In essence, the aim of the game is to get your ball as close as possible to a white target ball, or jack as it's known.

One player will throw the jack ball and will then throw the first of their red or blue balls.

The other player will then throw the first of their balls, which will be the other colour.

When each player has thrown six balls, the referee will decide which colour ball is closest to the jack and will then award one additional point for each ball that is closer to the jack than the opponent's closest ball.

So, if you have two balls that are closer to the jack than your opponent, you will win the end 2-0.

Whoever has the highest score after six ends wins the contest.

"I've never met a single person who can't play boccia," Evie told ITV News Anglia.

"Every single person, no matter what their physical ability is, no matter what their learning ability, and no matter what their visual or hearing impairment is, every single person who I've met, I've been able to get them included in boccia in some way."

Evie, who was born with a rare condition called thrombocytopenia-absent radius (TAR) syndrome, has now retired from the sport but is determined to pass on her knowledge to other people.
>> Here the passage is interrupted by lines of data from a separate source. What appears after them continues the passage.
//! REST handlers for the observer surface.

use crate::types::{
    ConfigResponse, ConfigUpdateRequest, LineInfo, MachineDetailResponse, MachineInfo,
    MachineListResponse, MachineSummary, NodeInfo, OrderInfo, StatusResponse,
};
use crate::AppState;
use axum::extract::{Path, State};
use axum::http::StatusCode;
use axum::response::{IntoResponse, Json, Response};
use chrono::Utc;
use shopfloor_common::nodes::node_id;
use shopfloor_common::{
    NAMESPACE_FORMING, NAMESPACE_PICKER, NAMESPACE_SPOT_WELDER, NAMESPACE_WELDING,
};
use shopfloor_sim::{MachineSimulator, Simulator};
use std::time::Duration;

/// Line-mode machine ids with their namespaces.
const LINE_MACHINES: [(&str, u16); 3] = [
    ("forming", NAMESPACE_FORMING),
    ("picker", NAMESPACE_PICKER),
    ("spotwelder", NAMESPACE_SPOT_WELDER),
];

/// GET /api/status
pub async fn handle_status(State(state): State<AppState>) -> Json<StatusResponse> {
    let mut sim = state.lock_sim();

    let mut response = StatusResponse {
        mode: sim.mode().to_string(),
        simulator_name: state.simulator_name.clone(),
        machines: Vec::new(),
        current_order: None,
        line: None,
    };

    match &mut *sim {
        Simulator::Welding(robot) => {
            response.machines.push(MachineInfo {
                id: "welding".to_string(),
                name: robot.name().to_string(),
                machine_type: "Welding Robot".to_string(),
                namespace: NAMESPACE_WELDING,
            });
            response.current_order = robot.current_order().map(|order| OrderInfo {
                order_id: order.order_id.clone(),
                part_number: order.part_number.clone(),
                quantity: order.quantity,
                completed: order.quantity_completed,
                scrap: order.quantity_scrap,
                status: order.status.as_str().to_string(),
            });
        }
        Simulator::Line(line) => {
            for ((id, namespace), machine) in LINE_MACHINES.iter().zip(line.machines()) {
                response.machines.push(MachineInfo {
                    id: (*id).to_string(),
                    name: machine.name().to_string(),
                    machine_type: machine.machine_type().to_string(),
                    namespace: *namespace,
                });
            }
            response.current_order = line.order_snapshot().map(|order| OrderInfo {
                completed: order.quantity_completed,
                scrap: order.quantity_scrap,
                status: order.status.as_str().to_string(),
                quantity: order.quantity,
                order_id: order.order_id,
                part_number: order.part_number,
            });
            let oee = line.oee();
            response.line = Some(LineInfo {
                line_state: line.line_state().as_str().to_string(),
                wip_count: line.wip_count(),
                availability: oee.availability,
                performance: oee.performance,
                quality: oee.quality,
                oee: oee.oee,
                bottleneck_machine: line.metrics().bottleneck(),
            });
        }
    }

    Json(response)
}

/// GET /api/machines
pub async fn handle_machines(State(state): State<AppState>) -> Json<MachineListResponse> {
    let now = Utc::now();
    let mut sim = state.lock_sim();
    let mut machines = Vec::new();

    match &mut *sim {
        Simulator::Welding(robot) => {
            machines.push(summarize("welding", NAMESPACE_WELDING, robot, now));
        }
        Simulator::Line(line) => {
            for ((id, namespace), machine) in LINE_MACHINES.iter().zip(line.machines()) {
                machines.push(summarize(id, *namespace, machine, now));
            }
        }
    }

    Json(MachineListResponse { machines })
}

fn summarize(
    id: &str,
    namespace: u16,
    machine: &dyn MachineSimulator,
    now: chrono::DateTime<Utc>,
) -> MachineSummary {
    let (good, scrap) = machine.counters();
    MachineSummary {
        id: id.to_string(),
        name: machine.name().to_string(),
        machine_type: machine.machine_type().to_string(),
        namespace,
        state: machine.state() as i32,
        state_name: machine.state().as_str().to_string(),
        good_parts: good,
        scrap_parts: scrap,
        cycle_progress: machine.cycle_progress(now),
    }
}

/// GET /api/machines/{id}
pub async fn handle_machine_detail(
    State(state): State<AppState>,
    Path(machine_id): Path<String>,
) -> Response {
    let now = Utc::now();
    let mut sim = state.lock_sim();

    let detail = match &mut *sim {
        Simulator::Welding(robot) => {
            if machine_id == "welding" {
                // The standalone robot publishes under the `Robot` folder.
                Some(detail_for(
                    "welding",
                    NAMESPACE_WELDING,
                    "Robot",
                    robot,
                    now,
                ))
            } else {
                None
            }
        }
        Simulator::Line(line) => LINE_MACHINES
            .iter()
            .find(|(id, _)| *id == machine_id)
            .and_then(|(id, namespace)| {
                let machine = line.machine_by_id(id)?;
                let folder = machine.name().to_string();
                Some(detail_for(id, *namespace, &folder, machine, now))
            }),
    };

    match detail {
        Some(detail) => Json(detail).into_response(),
        None => (StatusCode::NOT_FOUND, "Machine not found").into_response(),
    }
}

fn detail_for(
    id: &str,
    namespace: u16,
    folder: &str,
    machine: &mut dyn MachineSimulator,
    now: chrono::DateTime<Utc>,
) -> MachineDetailResponse {
    let nodes = machine
        .opcua_nodes()
        .into_iter()
        .map(|node| NodeInfo {
            node_id: node_id(namespace, folder, node.name),
            name: node.name.to_string(),
            data_type: node.data_type.as_str().to_string(),
            unit: node.unit.to_string(),
            description: node.description.to_string(),
        })
        .collect();

    MachineDetailResponse {
        id: id.to_string(),
        name: machine.name().to_string(),
        machine_type: machine.machine_type().to_string(),
        namespace,
        state: machine.state() as i32,
        state_name: machine.state().as_str().to_string(),
        data: machine.generate_data(now),
        nodes,
    }
}

/// GET /api/config
pub async fn handle_config_get(State(state): State<AppState>) -> Response {
    let Some(runtime) = &state.runtime else {
        return (
            StatusCode::NOT_IMPLEMENTED,
            "Config only available in production line mode",
        )
            .into_response();
    };
    Json(config_response(runtime.snapshot())).into_response()
}

/// POST /api/config
///
/// Body is parsed by hand so malformed JSON maps to a clean 400.
pub async fn handle_config_update(State(state): State<AppState>, body: String) -> Response {
    let Some(runtime) = &state.runtime else {
        return (
            StatusCode::NOT_IMPLEMENTED,
            "Config only available in production line mode",
        )
            .into_response();
    };

    let request: ConfigUpdateRequest = match serde_json::from_str(&body) {
        Ok(request) => request,
        Err(err) => {
            return (StatusCode::BAD_REQUEST, format!("Invalid JSON: {err}")).into_response();
        }
    };

    if let Some(scale) = request.cycle_time_scale {
        if let Err(err) = runtime.set_cycle_time_scale(scale) {
            return (StatusCode::BAD_REQUEST, err.to_string()).into_response();
        }
    }
    if let Some(rate) = request.scrap_rate {
        if let Err(err) = runtime.set_scrap_rate(rate) {
            return (StatusCode::BAD_REQUEST, err.to_string()).into_response();
        }
    }
    if let Some(rate) = request.error_rate {
        if let Err(err) = runtime.set_error_rate(rate) {
            return (StatusCode::BAD_REQUEST, err.to_string()).into_response();
        }
    }

    let snapshot = runtime.snapshot();
    tracing::info!(
        cycle_time_scale = snapshot.cycle_time_scale,
        scrap_rate = snapshot.scrap_rate,
        error_rate = snapshot.error_rate,
        "runtime config updated"
    );
    Json(config_response(snapshot)).into_response()
}

/// OPTIONS /api/config (CORS preflight; headers come from the middleware).
pub async fn handle_config_options() -> StatusCode {
    StatusCode::OK
}

fn config_response(snapshot: shopfloor_common::RuntimeSnapshot) -> ConfigResponse {
    ConfigResponse {
        cycle_time_scale: snapshot.cycle_time_scale,
        base_cycle_time: format_duration(snapshot.base_cycle_time),
        effective_cycle_time: format_duration(snapshot.effective_cycle_time),
        scrap_rate: snapshot.scrap_rate,
        error_rate: snapshot.error_rate,
    }
}

fn format_duration(duration: Duration) -> String {
    let secs = duration.as_secs_f64();
    if (secs - secs.round()).abs() < 1e-9 {
        format!("{}s", secs.round() as u64)
    } else {
        format!("{secs:.3}s")
    }
}

/// GET / - minimal landing page in place of the bundled web UI.
pub async fn handle_index(State(state): State<AppState>) -> axum::response::Html<String> {
    axum::response::Html(format!(
        "<!doctype html><html><head><title>{name}</title></head><body>\
         <h1>{name}</h1>\
         <p>Observer API: <a href=\"/api/status\">/api/status</a>, \
         <a href=\"/api/machines\">/api/machines</a></p>\
         <p>Health: <a href=\"/health\">/health</a></p>\
         </body></html>",
        name = state.simulator_name
    ))
}

#[cfg(test)]
mod tests {
    use super::*;

    #[test]
    fn test_format_duration() {
        assert_eq!(format_duration(Duration::from_secs(60)), "60s");
        assert_eq!(format_duration(Duration::from_millis(1500)), "1.500s");
    }
}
Some players are allowed to use a ramp to assist them. Credit: ITV News Anglia

"Boccia has changed my life," said Evie.

"Not only did it take me to two Paralympics, but it's helped me learn that I can be physically active. Because of boccia I stepped foot in the gym and I've learnt that there's things that you can do that you maybe didn't think that you could."

Future sessions at the Mid Suffolk Leisure Centre will cost £2.50 and will be held every Thursday, up until March 23, from 1.30-3pm.

Anyone who is interested in taking part can call the ActivLives Office on 01473 345350 or email

It was one of the biggest news stories of our time - and it's still not over. So what did Boris Johnson know about Downing Street’s notorious parties? With fresh revelations from our Number 10 sources, in their own words, listen to the inside story...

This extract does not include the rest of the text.